Apologies to the cast, crew and staff of A Number. Mrs. Drexel caught the sniffle plague and was unable to write intelligibly.

(Watertown, MA) Churchill throws us into the middle of the conflict: Salter (Dale Place) and son are violently discussing the son’s birth origins. Regardless of the half-truths Salter weaves, it is made clear that the Bernards (Nael Nacer) is one of any number of clones. The Bernards hate each other. Salter must come to terms with his rash decision to play God. In her pithy way, Churchill approaches identity, the morality of cloning by way of personal property, and the timeless conflict between nature and nurture.

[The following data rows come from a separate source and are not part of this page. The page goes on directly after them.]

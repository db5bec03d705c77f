pub mod create;
pub mod delete;
pub mod list;
pub mod update;


use crate::api::error_response;
use crate::AppState;
use axum::body::Bytes;
use axum::extract::rejection::{BytesRejection, QueryRejection};
use axum::extract::Query;
use axum::http::{header, HeaderValue, StatusCode};
use axum::response::Response;
use axum::routing::get;
use axum::Router;
use rezeptbuch_core::{RecipeInput, ValidationError};
use serde::Serialize;
use tower_http::set_header::SetResponseHeaderLayer;
use utoipa::{IntoParams, OpenApi, ToSchema};

pub const JSON_UTF8: &str = "application/json; charset=utf-8";

/// Returns the router for /api/recipes endpoints (mounted at /api/recipes)
pub fn router() -> Router<AppState> {
    Router::new()
        .route(
            "/",
            get(list::list_recipes)
                .post(create::create_recipe)
                .put(update::update_recipe)
                .delete(delete::delete_recipe)
                .fallback(method_not_allowed),
        )
        .layer(SetResponseHeaderLayer::overriding(
            header::CONTENT_TYPE,
            HeaderValue::from_static(JSON_UTF8),
        ))
}

#[derive(Debug, IntoParams)]
#[into_params(parameter_in = Query)]
pub struct RecipeIdParams {
    /// Recipe id as returned by create
    pub id: Option<String>,
}

/// Raw query pairs, so a repeated key is not a rejection.
pub type QueryPairs = Result<Query<Vec<(String, String)>>, QueryRejection>;

impl RecipeIdParams {
    /// First `id` in the query string. Later repeats are ignored.
    pub fn from_pairs(query: QueryPairs) -> Result<Self, Response> {
        let Query(pairs) = query.map_err(|e| {
            tracing::debug!("Rejected query string: {}", e);
            error_response(StatusCode::BAD_REQUEST, "Invalid query string")
        })?;
        let id = pairs
            .into_iter()
            .find_map(|(key, value)| (key == "id").then_some(value));
        Ok(Self { id })
    }

    /// The id, treating an empty value like a missing one.
    pub fn id(self) -> Option<String> {
        self.id.filter(|id| !id.is_empty())
    }
}

/// The id of the recipe a mutation targets, or the 400 to send back.
fn target_id(query: QueryPairs) -> Result<String, Response> {
    RecipeIdParams::from_pairs(query)?.id().ok_or_else(missing_id)
}

#[derive(Debug, Clone, Serialize, ToSchema)]
pub struct SavedRecipeResponse {
    pub ok: bool,
    pub id: String,
}

#[derive(Debug, Clone, Serialize, ToSchema)]
pub struct DeletedRecipeResponse {
    pub ok: bool,
}

fn missing_id() -> Response {
    error_response(StatusCode::BAD_REQUEST, "Missing id")
}

/// Parse a request body without looking at its content type.
fn parse_body(body: Result<Bytes, BytesRejection>) -> Result<RecipeInput, Response> {
    let body = body.map_err(|e| {
        tracing::debug!("Failed to read recipe body: {}", e);
        error_response(e.status(), "Failed to read request body")
    })?;
    RecipeInput::from_json(&body).map_err(|e| {
        tracing::debug!("Rejected recipe body: {}", e);
        error_response(StatusCode::BAD_REQUEST, "Invalid JSON body")
    })
}

async fn method_not_allowed() -> Response {
    error_response(StatusCode::METHOD_NOT_ALLOWED, "Method not allowed")
}

fn validation_failed(err: ValidationError) -> Response {
    let status = match err {
        ValidationError::Incomplete(_) => StatusCode::BAD_REQUEST,
        ValidationError::InvalidCategory { .. } => StatusCode::UNPROCESSABLE_ENTITY,
    };
    error_response(status, err.to_string())
}

#[derive(OpenApi)]
#[openapi(
    paths(
        list::list_recipes,
        create::create_recipe,
        update::update_recipe,
        delete::delete_recipe,
    ),
    components(schemas(
        crate::models::Recipe,
        rezeptbuch_core::RecipeInput,
        SavedRecipeResponse,
        DeletedRecipeResponse,
    ))
)]
pub struct ApiDoc;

Place and Nacer hold the audience’s attention with ease for 90 minutes. Place is brutal as a John Lithgow-like Englishman who refuses to take responsibility for his actions.  Nacer tackles the two different Bernards, variations on a theme, plus one Michael with dexterity. His clones are creepily unique yet crushingly similar. It is no wonder that Salter approaches a mental breakdown with such velocity.

The set by Cristina Todesco is simple yet elegant. The design is reminiscent of test tubes lit up for Christmas. We are immediately whisked to a place free of time or specific location. A Number is a contemporary play about white people but it could be about anyone, anywhere.

Churchill postulates in A Number that environment and culture and more impact on moral character than DNA. She goes further to portray Salter as an unaccountable father with terrible parenting skills. This isn’t a petty argument about the benefits of Dr. Spock over Dr. Sears. The Bernards are his failed experiments. Cloning is his excuse for bad behavior.  Just because something isn’t illegal yet, that doesn’t make it morally acceptable.